→ Task material
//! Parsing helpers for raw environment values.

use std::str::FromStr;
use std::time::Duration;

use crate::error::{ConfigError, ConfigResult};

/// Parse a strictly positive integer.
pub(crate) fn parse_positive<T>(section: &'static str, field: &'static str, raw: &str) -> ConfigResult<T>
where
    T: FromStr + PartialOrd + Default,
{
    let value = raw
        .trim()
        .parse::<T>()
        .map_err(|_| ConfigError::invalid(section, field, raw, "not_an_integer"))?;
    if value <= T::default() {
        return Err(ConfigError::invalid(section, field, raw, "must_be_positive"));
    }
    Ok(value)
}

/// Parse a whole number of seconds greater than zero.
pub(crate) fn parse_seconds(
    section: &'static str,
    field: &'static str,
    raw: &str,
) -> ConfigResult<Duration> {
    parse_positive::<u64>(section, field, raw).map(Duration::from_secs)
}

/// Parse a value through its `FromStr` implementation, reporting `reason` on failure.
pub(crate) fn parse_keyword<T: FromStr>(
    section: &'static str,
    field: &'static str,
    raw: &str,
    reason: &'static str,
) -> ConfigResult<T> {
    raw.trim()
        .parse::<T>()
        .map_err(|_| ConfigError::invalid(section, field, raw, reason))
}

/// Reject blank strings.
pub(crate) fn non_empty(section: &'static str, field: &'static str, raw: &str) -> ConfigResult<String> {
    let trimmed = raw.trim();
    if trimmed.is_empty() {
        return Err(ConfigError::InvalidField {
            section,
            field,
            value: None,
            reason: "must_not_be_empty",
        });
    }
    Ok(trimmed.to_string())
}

→ Problem to work on
Return the full listing. Keep each line exactly as it stands.

→ Your solution
//! Parsing helpers for raw environment values.

use std::str::FromStr;
use std::time::Duration;

use crate::error::{ConfigError, ConfigResult};

/// Parse a strictly positive integer.
pub(crate) fn parse_positive<T>(section: &'static str, field: &'static str, raw: &str) -> ConfigResult<T>
where
    T: FromStr + PartialOrd + Default,
{
    let value = raw
        .trim()
        .parse::<T>()
        .map_err(|_| ConfigError::invalid(section, field, raw, "not_an_integer"))?;
    if value <= T::default() {
        return Err(ConfigError::invalid(section, field, raw, "must_be_positive"));
    }
    Ok(value)
}

/// Parse a whole number of seconds greater than zero.
pub(crate) fn parse_seconds(
    section: &'static str,
    field: &'static str,
    raw: &str,
) -> ConfigResult<Duration> {
    parse_positive::<u64>(section, field, raw).map(Duration::from_secs)
}

/// Parse a value through its `FromStr` implementation, reporting `reason` on failure.
pub(crate) fn parse_keyword<T: FromStr>(
    section: &'static str,
    field: &'static str,
    raw: &str,
    reason: &'static str,
) -> ConfigResult<T> {
    raw.trim()
        .parse::<T>()
        .map_err(|_| ConfigError::invalid(section, field, raw, reason))
}

/// Reject blank strings.
pub(crate) fn non_empty(section: &'static str, field: &'static str, raw: &str) -> ConfigResult<String> {
    let trimmed = raw.trim();
    if trimmed.is_empty() {
        return Err(ConfigError::InvalidField {
            section,
            field,
            value: None,
            reason: "must_not_be_empty",
        });
    }
    Ok(trimmed.to_string())
}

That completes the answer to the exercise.